The UCLA Title IX Office, which is located in Murphy Hall, said it is in the process of hiring additional staff to handle the increased workload and reports from this year. (Daily Bruin file photo)

The UCLA Title IX Office, which is located in Murphy Hall, said it is in the process of hiring additional staff to handle the increased workload and reports from this year. (Daily Bruin file photo)

A new University of California advisory board is addressing shortcomings relating to sexual violence across UC campuses.

The Title IX Student Advisory Board, which was created in January, consists of one undergraduate and one graduate representative from each UC campus, except UC San Francisco, which has one graduate representative.

Suzanne Taylor, the interim UC Title IX coordinator, said in an email statement that the new board will identify emerging issues related to sexual violence and update students about the University’s efforts to prevent and respond to gender discrimination and harassment.

The systemwide Title IX office oversees the education of Title IX staff at each campus and implementation of new policies.

Leann Pham, UCLA’s undergraduate representative and a fourth-year political science and Asian American studies student, said she thinks the Center for Advocacy, Resources & Education at UCLA is desperately in need of more funding.

“Because (the student representatives) were able to meet with each other, we were able to pinpoint problems. We figured out UCLA only has two CARE counselors, while UC Berkeley has 20,” she said. “Those CARE counselors are supposed to protect 40,000 students as well as employees and spouses of the students.”

CARE has offices at every UC campus to provide free and confidential support and healing services to survivors of sexual violence.

Sophie Bandarkar, UC Berkeley’s undergraduate representative, said the board will support creating more resources for survivors of harassment and violence.

“The role of the board will be to advocate for more equitable Title IX policy,” she said. “So far, as board members we’ve worked to advocate for which services, such as CARE centers, need more funding.”

Pham added she thinks the centers at some campuses lack funding because their respective campuses have not prioritized funding the program.

“Hopefully we can have a ballot initiative next year to have $1 of fees go to CARE,” she said. “I think UCLA has put (funding) the program on the back burner.”

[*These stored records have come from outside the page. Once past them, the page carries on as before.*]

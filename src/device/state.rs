use serde::{Deserialize, Serialize};
use thiserror::Error;

#[derive(Debug, Clone, Copy, Serialize, Deserialize, PartialEq, Eq)]
#[serde(rename_all = "camelCase")]
pub enum DeviceState {
    Idle,
    Requesting,
    Active,
    Error,
}

impl Default for DeviceState {
    fn default() -> Self {
        DeviceState::Idle
    }
}

impl DeviceState {
    pub fn as_str(&self) -> &'static str {
        match self {
            DeviceState::Idle => "idle",
            DeviceState::Requesting => "requesting",
            DeviceState::Active => "active",
            DeviceState::Error => "error",
        }
    }
}

#[derive(Debug, Clone, Copy, Serialize, Deserialize, PartialEq, Eq)]
#[serde(rename_all = "camelCase")]
pub enum FacingMode {
    User,
    Environment,
}

impl Default for FacingMode {
    fn default() -> Self {
        FacingMode::User
    }
}

/// Requested capture format. Backends treat the sizes as hints and may
/// deliver whatever the hardware supports.
#[derive(Debug, Clone, Serialize, Deserialize, PartialEq, Eq)]
#[serde(rename_all = "camelCase", default)]
pub struct VideoConstraints {
    pub ideal_width: u32,
    pub ideal_height: u32,
    pub facing_mode: FacingMode,
}

impl Default for VideoConstraints {
    fn default() -> Self {
        Self {
            ideal_width: 640,
            ideal_height: 480,
            facing_mode: FacingMode::User,
        }
    }
}

#[derive(Debug, Clone, Error, PartialEq, Eq)]
pub enum DeviceError {
    #[error("camera permission denied: {0}")]
    PermissionDenied(String),
    #[error("camera unavailable: {0}")]
    Unavailable(String),
    #[error("camera track fault: {0}")]
    TrackFault(String),
    #[error("camera already acquired")]
    AlreadyActive,
}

UCLA spokesperson Ricardo Vazquez said in an email statement that the UCLA Title IX Office is working to make students aware of resources and increase those available.

Vasquez also said that due to the increase in reports received this year, the Title IX office is in the process of hiring more staff to handle the additional workload.

Pham added she thinks the UC system needs to work on being more transparent about ongoing cases across all campuses.

“If a case is going to hit the media, UCLA releases a letter with all the info the students should know. We’re working on proactive, transparent approaches like that,” she said. “We think more schools should do that.”

Shweta Karkee, UC Irvine’s undergraduate representative, said the board is reaching out to students and officials from CARE, Title IX and student health offices at individual campuses.

“One of the biggest focuses we’ve had is collecting input from students and reporting that back to the board so we can integrate changes in policy,” she said. “As we are the inaugural students on the board, we’ve been trying to get a feel of how much influence we have over policy.”

Karkee added the board is trying to make UC Title IX policy inclusive to minority communities.

“One concern that we, as a board, have been working to fix is making adjudication policy more gender-neutral so that gender-nonbinary students feel more comfortable filing complaints,” Karkee said.

The student representatives on the board relayed different ideas about how to be accessible to students.

Bandarkar said she thinks student government is an effective way to reach students on her campus.

“I am hoping to use my student government platform to spread the word about Title IX policies and how they impact students,” she said. “The executive office I am part of provides casework services for students, through which we see respondents and complainants – this helps me understand what’s working and what’s not in the Title IX process.”

Pham said her position in UCLA Residential Life will help her reach large numbers of students through educating the resident assistants she works with.

“With my new lead RA position, I coordinate Title IX training, and RAs report the highest number of Title IX cases,” she said.

Taylor said the student representatives have collaborated with groups on their respective campuses to create events and raise awareness of sexual violence.

“As each campus is unique, board members have different approaches to connecting with their student constituencies, including staffing office hours, setting up Listservs, and distributing flyers,” she said.

Bandarkar said she thinks students are becoming more aware of the prevalence of sexual harassment and violence.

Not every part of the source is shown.